Quero voar! voar!..."

Estas coisas o pássaro diria,
Se pudesse falar.
E a tua alma, criança, tremeria,
Vendo tanta aflição:
E a tua mão, tremendo, lhe abriria
A porta da prisão...
(p. 71-72)


A mocidade

A Mocidade é a Primavera!
A alma cheia de flores, resplandece,
Crê no bem, ama a vida, sonha e espera,
E a desventura facilmente esquece.

É a idade da força e da beleza:
Olha o futuro e inda não tem passado;
E, encarando de frente a Natureza,
Não tem receio do trabalho ousado.

Ama a vigília, aborrecendo o sono;
Tem projetos de glória, ama a Quimera;
E ainda não dá frutos como o outono,
Pois só dá flores como a primavera!
(p. 77)


Vulnerant Omnes, Ultima Necat

Rio perpétuo e surdo, as serras esboroas,
Serras e almas, ó Tempo! e, em mudas cataratas,
As tuas horas vão mordendo, aluindo, à toa...
Todas ferem, passando: e a derradeira mata.

Mas a vida é um favor! De crepe, ou de ouro e prata,
Da injúria ou do perdão, do opróbrio ou da coroa,
Todas as horas, para o martírio, são gratas!
Todas, para a esperança e para a fé, são boas!

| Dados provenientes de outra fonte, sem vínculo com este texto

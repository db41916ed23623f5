use std::marker::PhantomData;

use crate::encoding::{decode_from_slice, encode_to_vec, Item};

use super::BackingStore;

// Keeps encoded records in memory. Records still go through the serializer
// so membership has the same byte-image semantics as the file store.
#[derive(Debug)]
pub struct MockStore<T> {
    records: Vec<Vec<u8>>,
    forward: usize,
    backward: usize,
    _marker: PhantomData<T>,
}

impl<T> MockStore<T> {
    pub fn new() -> Self {
        MockStore {
            records: Vec::new(),
            forward: 0,
            backward: 0,
            _marker: PhantomData,
        }
    }
}

impl<T> Default for MockStore<T> {
    fn default() -> Self {
        Self::new()
    }
}

impl<T> BackingStore<T> for MockStore<T>
where
    T: Item,
{
    fn append(&mut self, items: &[T]) -> anyhow::Result<()> {
        for item in items {
            self.records.push(encode_to_vec(item)?);
        }
        Ok(())
    }

    fn read(&mut self, count: usize) -> anyhow::Result<Vec<T>> {
        let to = std::cmp::min(self.forward.saturating_add(count), self.records.len());
        let out = self.records[self.forward..to]
            .iter()
            .map(|r| decode_from_slice(r))
            .collect::<anyhow::Result<Vec<T>>>()?;
        self.forward = to;
        Ok(out)
    }

    fn reverse_read(&mut self, count: usize) -> anyhow::Result<Vec<T>> {
        let from = self.backward.saturating_sub(count);
        let out = self.records[from..self.backward]
            .iter()
            .rev()
            .map(|r| decode_from_slice(r))
            .collect::<anyhow::Result<Vec<T>>>()?;
        self.backward = from;
        Ok(out)
    }

    fn reset(&mut self) {
        self.forward = 0;
    }

    fn reverse_reset(&mut self) {
        self.backward = self.records.len();
    }

    fn contains(&mut self, item: &T) -> anyhow::Result<bool> {
        let needle = encode_to_vec(item)?;
        Ok(self.records.iter().any(|r| *r == needle))
    }

    fn len(&self) -> usize {
        self.records.len()
    }

    fn sibling(&self) -> anyhow::Result<Box<dyn BackingStore<T>>> {
        Ok(Box::new(MockStore::<T>::new()))
    }
}

#[cfg(test)]
mod test {
    use crate::store::BackingStore;

    use super::MockStore;

    #[test]
    fn test_cursors_are_independent() -> anyhow::Result<()> {
        let mut store = MockStore::new();
        store.append(&[1_u32, 2, 3, 4])?;
        store.reverse_reset();

        assert_eq!(store.read(1)?, vec![1]);
        assert_eq!(store.reverse_read(2)?, vec![4, 3]);
        assert_eq!(store.read(2)?, vec![2, 3]);
        assert_eq!(store.reverse_read(5)?, vec![2, 1]);
        assert_eq!(store.skip(5)?, 1);
        assert!(store.read(1)?.is_empty());
        Ok(())
    }
}
// Backing stores hold the part of a set that does not fit in memory.
//
// A store has two independent cursors over its records, both in append
// order: a forward cursor used by `read`, and a backward cursor used by
// `reverse_read`. Neither is safe to share between readers.

use std::sync::atomic::{AtomicUsize, Ordering};

pub mod file_store;
pub mod mock_store;

pub use file_store::FileStore;
pub use mock_store::MockStore;

pub trait BackingStore<T>: std::fmt::Debug {
    fn append(&mut self, items: &[T]) -> anyhow::Result<()>;

    /// Up to `count` records from the forward cursor. Empty once there is
    /// nothing left.
    fn read(&mut self, count: usize) -> anyhow::Result<Vec<T>>;

    /// Up to `count` records walking backwards from the backward cursor,
    /// returned in the order they were visited.
    fn reverse_read(&mut self, count: usize) -> anyhow::Result<Vec<T>>;

    /// Moves the forward cursor without handing anything back.
    fn skip(&mut self, count: usize) -> anyhow::Result<usize> {
        Ok(self.read(count)?.len())
    }

    /// Forward cursor back to before the first record.
    fn reset(&mut self);

    /// Backward cursor to after the last record.
    fn reverse_reset(&mut self);

    /// Compares serialized byte images, not decoded values.
    fn contains(&mut self, item: &T) -> anyhow::Result<bool>;

    fn len(&self) -> usize;

    fn is_empty(&self) -> bool {
        self.len() == 0
    }

    /// A new, empty store of the same kind living next to this one.
    fn sibling(&self) -> anyhow::Result<Box<dyn BackingStore<T>>>;
}

static NEXT_FILE: AtomicUsize = AtomicUsize::new(0);

pub(crate) fn next_file_name(prefix: &str) -> String {
    format!("{}{}", prefix, NEXT_FILE.fetch_add(1, Ordering::Relaxed))
}
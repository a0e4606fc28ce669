//! TerraEMS Quotation - CLI entry point
//!
//! Prices a meter / TerraAI / TerraEdge / services configuration, exports the
//! quotation document, and lets an admin maintain the price list.

mod cli;

use anyhow::{bail, Context, Result};
use clap::Parser;

use crate::cli::{AdminCommands, CatalogCommands, Cli, Commands, QuoteArgs};
use terraems_quotation_lib::admin;
use terraems_quotation_lib::catalog;
use terraems_quotation_lib::core::{Config, PricingCatalog};
use terraems_quotation_lib::db::Database;
use terraems_quotation_lib::export::QuotationDocument;
use terraems_quotation_lib::quote::Configurator;

fn main() {
    let cli = Cli::parse();

    // Initialize logging
    let default_filter = match cli.verbose {
        0 => "info",
        1 => "debug",
        _ => "trace",
    };
    env_logger::Builder::from_env(env_logger::Env::default().default_filter_or(default_filter)).init();

    log::debug!("Starting TerraEMS Quotation v{}", env!("CARGO_PKG_VERSION"));

    if let Err(e) = run(cli) {
        eprintln!("error: {:#}", e);
        std::process::exit(1);
    }
}

fn run(cli: Cli) -> Result<()> {
    // Load or create configuration
    let config = match &cli.config {
        Some(path) => Config::load_from(path)
            .with_context(|| format!("loading config from {}", path.display()))?,
        None => Config::load().unwrap_or_else(|e| {
            log::warn!("Failed to load config, using defaults: {}", e);
            Config::default()
        }),
    };

    let store_path = match &cli.store {
        Some(path) => path.clone(),
        None => config.store_path()?,
    };
    let mut db = Database::open(&store_path)
        .with_context(|| format!("opening store at {}", store_path.display()))?;

    match cli.command {
        Commands::Quote(args) => run_quote(&config, &db, args),
        Commands::Catalog { action } => run_catalog(&mut db, action),
        Commands::Admin { action } => run_admin(&config, &mut db, action),
    }
}

fn run_quote(config: &Config, db: &Database, args: QuoteArgs) -> Result<()> {
    let pricing = catalog::load(db);
    let mut session = Configurator::new(&pricing);

    // TerraAI first: it gates which services may be selected
    session.set_ai_opt_in(args.ai);

    for (id, qty) in &args.meters {
        session.set_meter_quantity(id, qty)?;
    }

    if let Some(qty) = &args.edge {
        session.set_edge_required(true);
        session.set_edge_quantity(qty)?;
    }
    session.set_edge_payment(args.edge_payment);

    for (id, qty) in &args.services {
        session.select_service(id, true)?;
        if let Some(qty) = qty {
            session.set_service_quantity(id, qty)?;
        }
    }

    if args.json {
        println!("{}", serde_json::to_string_pretty(session.quotation())?);
    } else {
        print_summary(&session, &config.general.currency_symbol);
    }

    if let Some(dir) = args.export {
        let doc = QuotationDocument::new(
            session.quotation(),
            session.state(),
            &config.general,
            &config.document,
        );
        let path = doc.save(&dir)?;
        eprintln!("Quotation saved to {}", path.display());
    }

    Ok(())
}

fn print_summary(session: &Configurator, symbol: &str) {
    let quote = session.quotation();
    let totals = &quote.totals;

    println!("Monthly Costs");
    for line in &quote.meters {
        println!(
            "  {} (Qty: {}): {}{:.2}",
            line.name, line.quantity, symbol, line.total
        );
    }
    println!("  Energy Meters: {}{:.2}/month", symbol, totals.meter_monthly);
    if totals.edge_monthly > 0.0 {
        println!("  TerraEdge Device: {}{:.2}/month", symbol, totals.edge_monthly);
    }
    println!("  Total Monthly: {}{:.2}/month", symbol, totals.total_monthly);
    println!();

    println!("One-Time Costs");
    if let Some(edge) = quote.edge.as_ref().filter(|_| totals.edge_one_time > 0.0) {
        println!(
            "  TerraEdge Device (Qty: {}): {}{:.2}",
            edge.quantity, symbol, totals.edge_one_time
        );
    }
    for line in &quote.services {
        let marker = if line.minimum_applied { " (Minimum applied)" } else { "" };
        println!(
            "  {} (Qty: {}): {}{:.2}{}",
            line.name, line.quantity, symbol, line.total, marker
        );
    }
    println!("  Total One-Time: {}{:.2}", symbol, totals.total_one_time);

    for warning in &quote.warnings {
        println!();
        println!("Warning: {}", warning);
    }
}

fn run_catalog(db: &mut Database, action: CatalogCommands) -> Result<()> {
    match action {
        CatalogCommands::Show { json } => {
            let pricing = catalog::load(&*db);
            if json {
                println!("{}", serde_json::to_string_pretty(&pricing)?);
            } else {
                print_catalog(&pricing);
            }
        }
        CatalogCommands::Reset => {
            require_admin(db)?;
            catalog::reset(db)?;
            println!("Pricing configuration reset to defaults.");
        }
        edit => {
            require_admin(db)?;
            let mut pricing = catalog::load(&*db);
            apply_catalog_edit(&mut pricing, edit)?;
            if !catalog::save(db, &mut pricing) {
                bail!("Failed to save pricing configuration. Please try again.");
            }
            println!("Pricing configuration saved successfully!");
        }
    }
    Ok(())
}

fn require_admin(db: &Database) -> Result<()> {
    admin::require_session(db).context("log in with `terraems-quote admin login` first")?;
    Ok(())
}

fn apply_catalog_edit(pricing: &mut PricingCatalog, edit: CatalogCommands) -> Result<()> {
    match edit {
        CatalogCommands::SetMeter { id, no_ai, with_ai } => {
            pricing.set_meter_rates(&id, no_ai, with_ai)?;
        }
        CatalogCommands::SetService { id, rate, minimum } => {
            if let Some(rate) = rate {
                pricing.set_service_rate(&id, rate)?;
            }
            if let Some(minimum) = minimum {
                pricing.set_service_minimum(&id, minimum)?;
            }
        }
        CatalogCommands::SetEdge { monthly, one_time } => {
            pricing.set_edge_rates(monthly, one_time)?;
        }
        CatalogCommands::Show { .. } | CatalogCommands::Reset => {}
    }
    Ok(())
}

fn print_catalog(pricing: &PricingCatalog) {
    println!("Energy Meters Pricing");
    for meter in &pricing.meters {
        println!(
            "  {:<4} {:<55} no AI {:>8.2}  with AI {:>8.2}",
            meter.id, meter.name, meter.rate_no_ai, meter.rate_with_ai
        );
    }
    println!();
    println!("Services Pricing");
    for service in &pricing.services {
        let unit = service.unit.as_deref().unwrap_or("");
        let minimum = service
            .minimum
            .map(|m| format!("min {:.2}", m))
            .unwrap_or_default();
        println!(
            "  {:<4} {:<66} {:>10.2} {:<14} {}",
            service.id, service.name, service.rate, unit, minimum
        );
    }
    println!();
    println!("TerraEdge Device Pricing");
    println!("  Monthly:  {:.2}", pricing.edge_device.monthly_rate);
    println!("  One-Time: {:.2}", pricing.edge_device.one_time_rate);
    println!();
    println!("Last updated: {}", pricing.last_updated.to_rfc3339());
}

fn run_admin(config: &Config, db: &mut Database, action: AdminCommands) -> Result<()> {
    match action {
        AdminCommands::Login { username, password } => {
            if !admin::login(db, &config.admin, &username, &password)? {
                bail!("Invalid username or password");
            }
            println!("Logged in successfully!");
        }
        AdminCommands::Logout => {
            admin::logout(db)?;
            println!("Logged out successfully!");
        }
        AdminCommands::Status => {
            let state = if admin::is_active(&*db) { "active" } else { "not active" };
            println!("Admin session {}", state);
        }
    }
    Ok(())
}
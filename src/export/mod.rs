//! Quotation document export
//!
//! Renders the priced quotation as a Markdown document with the same
//! sections as the on-screen summary: configuration tables, the cost
//! summary, terms and conditions, and a contact block.

use crate::core::{DocumentConfig, GeneralConfig, PaymentMode, QuotationState, Result};
use crate::pricing::Quotation;
use chrono::NaiveDate;
use std::fmt;
use std::fs;
use std::path::{Path, PathBuf};

const EDGE_ITEM_NAME: &str = "TerraEdge - Modbus RTU/TCP";

/// A quotation ready to be rendered
pub struct QuotationDocument<'a> {
    pub quotation: &'a Quotation,
    pub state: &'a QuotationState,
    pub general: &'a GeneralConfig,
    pub document: &'a DocumentConfig,
    /// Issue date printed under the title
    pub date: NaiveDate,
}

impl<'a> QuotationDocument<'a> {
    pub fn new(
        quotation: &'a Quotation,
        state: &'a QuotationState,
        general: &'a GeneralConfig,
        document: &'a DocumentConfig,
    ) -> Self {
        Self {
            quotation,
            state,
            general,
            document,
            date: chrono::Local::now().date_naive(),
        }
    }

    pub fn render(&self) -> String {
        self.to_string()
    }

    /// Write the document into `dir` under the configured file name
    pub fn save(&self, dir: &Path) -> Result<PathBuf> {
        let path = dir.join(&self.document.file_name);
        fs::write(&path, self.render())?;
        log::info!("Quotation exported to {}", path.display());
        Ok(path)
    }

    fn money(&self, amount: f64) -> String {
        format!("{}{:.2}", self.general.currency_symbol, amount)
    }

    fn write_meters(&self, f: &mut fmt::Formatter<'_>) -> fmt::Result {
        let symbol = &self.general.currency_symbol;
        writeln!(f, "### Energy Meters")?;
        writeln!(f)?;
        writeln!(f, "| Meter Type | Quantity | Rate ({symbol}) | Total ({symbol}) |")?;
        writeln!(f, "|---|---:|---:|---:|")?;
        for line in &self.quotation.meters {
            writeln!(
                f,
                "| {} | {} | {} | {:.2} |",
                cell(&line.name),
                line.quantity,
                plain_number(line.rate),
                line.total
            )?;
        }
        writeln!(
            f,
            "| **Total Monthly Meter Cost** | | | **{}** |",
            self.money(self.quotation.totals.meter_monthly)
        )?;
        writeln!(f)
    }

    fn write_ai(&self, f: &mut fmt::Formatter<'_>) -> fmt::Result {
        let (selected, scan_rate) = if self.state.ai_opt_in {
            ("Yes", "Rates per month for above 1 min scan rates if opted for TerraAI")
        } else {
            ("No", "Rates per month for above 1 min scan rates if not opted for TerraAI")
        };
        writeln!(f, "### TerraAI")?;
        writeln!(f)?;
        writeln!(f, "| Option | Selected |")?;
        writeln!(f, "|---|---|")?;
        writeln!(f, "| TerraAI | {selected} |")?;
        writeln!(f)?;
        writeln!(f, "Scan Rate: {scan_rate}")?;
        writeln!(f)
    }

    fn write_edge(&self, f: &mut fmt::Formatter<'_>) -> fmt::Result {
        let Some(edge) = &self.quotation.edge else {
            return Ok(());
        };
        let cost = match edge.payment {
            PaymentMode::Monthly => format!("{}/month", self.money(edge.total)),
            PaymentMode::OneTime => format!("{} (one-time)", self.money(edge.total)),
        };
        writeln!(f, "### TerraEdge Device")?;
        writeln!(f)?;
        writeln!(
            f,
            "| Item | Quantity | Payment Type | Total Cost ({}) |",
            self.general.currency_symbol
        )?;
        writeln!(f, "|---|---:|---|---:|")?;
        writeln!(f, "| {EDGE_ITEM_NAME} | {} | {} | {cost} |", edge.quantity, edge.payment)?;
        writeln!(f)
    }

    fn write_services(&self, f: &mut fmt::Formatter<'_>) -> fmt::Result {
        if !self.state.any_service_selected() {
            return Ok(());
        }
        let symbol = &self.general.currency_symbol;
        writeln!(f, "### Services")?;
        writeln!(f)?;
        writeln!(f, "| Service | Quantity | Rate ({symbol}) | Total Cost ({symbol}) |")?;
        writeln!(f, "|---|---:|---:|---:|")?;
        for line in &self.quotation.services {
            let rate = match &line.unit {
                Some(unit) => format!("{} {}", plain_number(line.rate), unit),
                None => plain_number(line.rate),
            };
            let marker = if line.minimum_applied { " (Min. applied)" } else { "" };
            writeln!(
                f,
                "| {} | {} | {} | {}{} |",
                cell(&line.name),
                line.quantity,
                cell(&rate),
                self.money(line.total),
                marker
            )?;
        }
        writeln!(
            f,
            "| **Total Service Cost (One-Time)** | | | **{}** |",
            self.money(self.quotation.totals.service_one_time)
        )?;
        writeln!(f)
    }

    fn write_summary(&self, f: &mut fmt::Formatter<'_>) -> fmt::Result {
        let totals = &self.quotation.totals;
        writeln!(f, "## Cost Summary")?;
        writeln!(f)?;
        writeln!(f, "| Cost Category | Amount ({}) |", self.general.currency_symbol)?;
        writeln!(f, "|---|---:|")?;
        writeln!(
            f,
            "| Monthly Energy Meter Cost | {}/month |",
            self.money(totals.meter_monthly)
        )?;
        if let Some(edge) = self.quotation.edge.as_ref().filter(|e| e.payment == PaymentMode::Monthly) {
            writeln!(
                f,
                "| {} | {}/month |",
                edge_units_label(edge.quantity),
                self.money(totals.edge_monthly)
            )?;
        }
        writeln!(
            f,
            "| **Total Monthly Cost** | **{}/month** |",
            self.money(totals.total_monthly)
        )?;
        writeln!(f, "| **One-Time Costs** | |")?;
        if let Some(edge) = self.quotation.edge.as_ref().filter(|e| e.payment == PaymentMode::OneTime) {
            writeln!(
                f,
                "| {} | {} |",
                edge_units_label(edge.quantity),
                self.money(totals.edge_one_time)
            )?;
        }
        if totals.service_one_time > 0.0 {
            writeln!(f, "| Service Charges | {} |", self.money(totals.service_one_time))?;
        }
        writeln!(
            f,
            "| **Total One-Time Cost** | **{}** |",
            self.money(totals.total_one_time)
        )?;
        writeln!(f)
    }
}

impl fmt::Display for QuotationDocument<'_> {
    fn fmt(&self, f: &mut fmt::Formatter<'_>) -> fmt::Result {
        writeln!(f, "# {} Quotation", self.document.company)?;
        writeln!(f)?;
        writeln!(f, "{}", self.general.region)?;
        writeln!(f)?;
        writeln!(f, "Date: {}", self.date.format("%d/%m/%Y"))?;
        writeln!(f)?;

        writeln!(f, "## Configuration Summary")?;
        writeln!(f)?;
        self.write_meters(f)?;
        self.write_ai(f)?;
        self.write_edge(f)?;
        self.write_services(f)?;
        self.write_summary(f)?;

        writeln!(f, "## Terms and Conditions")?;
        writeln!(f)?;
        for (i, term) in self.document.terms.iter().enumerate() {
            writeln!(f, "{}. {}", i + 1, term)?;
        }
        writeln!(f)?;

        writeln!(f, "## Contact Information")?;
        writeln!(f)?;
        writeln!(f, "{}  ", self.document.company)?;
        writeln!(f, "{}  ", self.document.address)?;
        writeln!(f, "Email: {}  ", self.document.email)?;
        writeln!(f, "Phone: {}", self.document.phone)
    }
}

fn edge_units_label(quantity: u32) -> String {
    let plural = if quantity > 1 { "s" } else { "" };
    format!("TerraEdge Device ({quantity} unit{plural})")
}

/// Print whole amounts without decimals, like a price list does
fn plain_number(value: f64) -> String {
    if value.fract() == 0.0 {
        format!("{value:.0}")
    } else {
        value.to_string()
    }
}

/// Escape a value for use inside a Markdown table cell
fn cell(text: &str) -> String {
    text.replace('|', "\\|")
}

#[cfg(test)]
mod tests {
    use super::*;
    use crate::core::PricingCatalog;
    use crate::quote::Configurator;

    fn render(session: &Configurator) -> String {
        let general = GeneralConfig::default();
        let document = DocumentConfig::default();
        let mut doc = QuotationDocument::new(session.quotation(), session.state(), &general, &document);
        doc.date = NaiveDate::from_ymd_opt(2026, 10, 16).unwrap();
        doc.render()
    }

    #[test]
    fn test_empty_quotation_sections() {
        let session = Configurator::new(&PricingCatalog::default());
        let text = render(&session);

        assert!(text.starts_with("# TerraEMS Quotation\n"));
        assert!(text.contains("India Pricing (INR)"));
        assert!(text.contains("Date: 16/10/2026"));
        assert!(text.contains("| **Total Monthly Meter Cost** | | | **\u{20B9}0.00** |"));
        assert!(text.contains("| TerraAI | No |"));
        assert!(!text.contains("### TerraEdge Device"));
        assert!(!text.contains("### Services"));
        assert!(!text.contains("Service Charges"));
        assert!(text.contains("| **Total One-Time Cost** | **\u{20B9}0.00** |"));
        assert!(text.contains("4. Delivery timeline will be confirmed upon order confirmation."));
        assert!(text.contains("Email: info@terraems.com"));
    }

    #[test]
    fn test_full_quotation_rows() {
        let mut session = Configurator::new(&PricingCatalog::default());
        session.set_meter_quantity("m1", "3").unwrap();
        session.set_ai_opt_in(true);
        session.set_edge_required(true);
        session.set_edge_quantity("2").unwrap();
        session.select_service("s3", true).unwrap();
        session.set_service_quantity("s3", "50").unwrap();
        session.select_service("s1", true).unwrap();

        let text = render(&session);

        assert!(text.contains("| Single phase energy meter KWH only | 3 | 20 | 60.00 |"));
        assert!(text.contains("| TerraAI | Yes |"));
        assert!(text.contains("| TerraEdge - Modbus RTU/TCP | 2 | Monthly | \u{20B9}200.00/month |"));
        assert!(text.contains("| TerraEdge Device (2 units) | \u{20B9}200.00/month |"));
        assert!(text.contains("| 50 | 1000 per component | \u{20B9}100000.00 (Min. applied) |"));
        assert!(text.contains("| 1 | 2000 per page | \u{20B9}2000.00 |"));
        assert!(text.contains("| Service Charges | \u{20B9}102000.00 |"));
        assert!(text.contains("| **Total Monthly Cost** | **\u{20B9}260.00/month** |"));
        assert!(text.contains("| **Total One-Time Cost** | **\u{20B9}102000.00** |"));
    }

    #[test]
    fn test_one_time_edge_row() {
        let mut session = Configurator::new(&PricingCatalog::default());
        session.set_edge_required(true);
        session.set_edge_payment(PaymentMode::OneTime);

        let text = render(&session);
        assert!(text.contains("| TerraEdge - Modbus RTU/TCP | 1 | One-Time | \u{20B9}3000.00 (one-time) |"));
        assert!(text.contains("| TerraEdge Device (1 unit) | \u{20B9}3000.00 |"));
    }

    #[test]
    fn test_gated_ai_service_leaves_empty_services_table() {
        let mut session = Configurator::new(&PricingCatalog::default());
        session.set_ai_opt_in(true);
        session.select_service("s2", true).unwrap();
        session.set_ai_opt_in(false);

        let text = render(&session);
        assert!(text.contains(
            "|---|---:|---:|---:|\n| **Total Service Cost (One-Time)** | | | **\u{20B9}0.00** |"
        ));
        assert!(!text.contains("AI Philosophy"));
        assert!(!text.contains("Service Charges"));
        assert!(text.contains("| **Total One-Time Cost** | **\u{20B9}0.00** |"));
    }

    #[test]
    fn test_save_uses_configured_file_name() {
        let dir = tempfile::tempdir().unwrap();
        let session = Configurator::new(&PricingCatalog::default());
        let general = GeneralConfig::default();
        let document = DocumentConfig::default();

        let doc = QuotationDocument::new(session.quotation(), session.state(), &general, &document);
        let path = doc.save(dir.path()).unwrap();

        assert_eq!(path, dir.path().join("TerraEMS_Quotation.md"));
        let written = fs::read_to_string(path).unwrap();
        assert!(written.contains("## Cost Summary"));
    }

    #[test]
    fn test_plain_number() {
        assert_eq!(plain_number(2000.0), "2000");
        assert_eq!(plain_number(12.5), "12.5");
        assert_eq!(cell("a|b"), "a\\|b");
    }
}
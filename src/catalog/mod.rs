//! Price catalog loading, saving and admin editing
//!
//! The catalog is read once at session start and passed explicitly to the
//! pricing engine. Read failures never surface: a missing, corrupt or invalid
//! record falls back to the default catalog. Write failures are reported to
//! the caller as `false` and are not retried.

use crate::core::{check_rate, Error, PricingCatalog, Result};
use crate::db::KeyValueStore;
use crate::pricing::ServiceRule;

/// Store key of the persisted catalog record
pub const PRICING_STORAGE_KEY: &str = "terraems_pricing_config";

/// Load the persisted catalog, or the defaults if there is none usable
pub fn load<S: KeyValueStore + ?Sized>(store: &S) -> PricingCatalog {
    match try_load(store) {
        Ok(Some(catalog)) => {
            log::debug!("Loaded pricing catalog (last updated {})", catalog.last_updated);
            catalog
        }
        Ok(None) => {
            log::debug!("No stored pricing catalog, using defaults");
            PricingCatalog::default()
        }
        Err(e) => {
            log::warn!("Error loading pricing data, using defaults: {}", e);
            PricingCatalog::default()
        }
    }
}

fn try_load<S: KeyValueStore + ?Sized>(store: &S) -> Result<Option<PricingCatalog>> {
    let Some(raw) = store.get(PRICING_STORAGE_KEY)? else {
        return Ok(None);
    };

    let catalog: PricingCatalog = serde_json::from_str(&raw)?;
    catalog.validate()?;

    for service in &catalog.services {
        if ServiceRule::for_id(&service.id).is_none() {
            log::warn!(
                "Service {} ({}) has no pricing rule and will be quoted at zero",
                service.id,
                service.name
            );
        }
    }

    Ok(Some(catalog))
}

/// Persist `catalog`, stamping a fresh last-updated time.
///
/// Returns `false` on any storage failure, leaving `catalog` untouched.
pub fn save<S: KeyValueStore + ?Sized>(store: &mut S, catalog: &mut PricingCatalog) -> bool {
    let stamped = PricingCatalog {
        last_updated: chrono::Utc::now(),
        ..catalog.clone()
    };

    let result = serde_json::to_string(&stamped)
        .map_err(Error::from)
        .and_then(|json| store.set(PRICING_STORAGE_KEY, &json));

    match result {
        Ok(()) => {
            catalog.last_updated = stamped.last_updated;
            log::info!("Pricing configuration saved");
            true
        }
        Err(e) => {
            log::error!("Error saving pricing data: {}", e);
            false
        }
    }
}

/// Drop the persisted catalog so the next load returns the defaults
pub fn reset<S: KeyValueStore + ?Sized>(store: &mut S) -> Result<()> {
    store.remove(PRICING_STORAGE_KEY)?;
    log::info!("Pricing configuration reset to defaults");
    Ok(())
}

impl PricingCatalog {
    /// Update a meter's rates. `None` leaves that rate unchanged.
    pub fn set_meter_rates(
        &mut self,
        id: &str,
        rate_no_ai: Option<f64>,
        rate_with_ai: Option<f64>,
    ) -> Result<()> {
        if let Some(rate) = rate_no_ai {
            check_rate(&format!("{id}.rateNoAI"), rate)?;
        }
        if let Some(rate) = rate_with_ai {
            check_rate(&format!("{id}.rateWithAI"), rate)?;
        }

        let meter = self
            .meters
            .iter_mut()
            .find(|m| m.id == id)
            .ok_or_else(|| Error::UnknownMeter(id.to_string()))?;

        if let Some(rate) = rate_no_ai {
            meter.rate_no_ai = rate;
        }
        if let Some(rate) = rate_with_ai {
            meter.rate_with_ai = rate;
        }
        Ok(())
    }

    /// Update a service's unit rate
    pub fn set_service_rate(&mut self, id: &str, rate: f64) -> Result<()> {
        check_rate(&format!("{id}.rate"), rate)?;
        let service = self
            .services
            .iter_mut()
            .find(|s| s.id == id)
            .ok_or_else(|| Error::UnknownService(id.to_string()))?;
        service.rate = rate;
        Ok(())
    }

    /// Update a service's minimum charge.
    ///
    /// Only lines that already carry a minimum can be edited.
    pub fn set_service_minimum(&mut self, id: &str, minimum: f64) -> Result<()> {
        check_rate(&format!("{id}.minimum"), minimum)?;
        let service = self
            .services
            .iter_mut()
            .find(|s| s.id == id)
            .ok_or_else(|| Error::UnknownService(id.to_string()))?;

        match service.minimum.as_mut() {
            Some(current) => {
                *current = minimum;
                Ok(())
            }
            None => Err(Error::Config(format!("service {id} has no minimum charge"))),
        }
    }

    /// Update the TerraEdge rates. `None` leaves that rate unchanged.
    pub fn set_edge_rates(&mut self, monthly: Option<f64>, one_time: Option<f64>) -> Result<()> {
        if let Some(rate) = monthly {
            check_rate("edgeDevice.monthlyRate", rate)?;
        }
        if let Some(rate) = one_time {
            check_rate("edgeDevice.oneTimeRate", rate)?;
        }

        if let Some(rate) = monthly {
            self.edge_device.monthly_rate = rate;
        }
        if let Some(rate) = one_time {
            self.edge_device.one_time_rate = rate;
        }
        Ok(())
    }
}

Primeira, que, em meu ninho, os primeiros arrulhos
Me deste, e a minha Mãe deste um grito e um orgulho,
Bendita! E todas vós, benditas, na ânsia triste

Ou no clamor triunfal, que todas me feristes!
E bendita, que sobre a minha cova aberta
Pairas, última, ó tu que matas e libertas!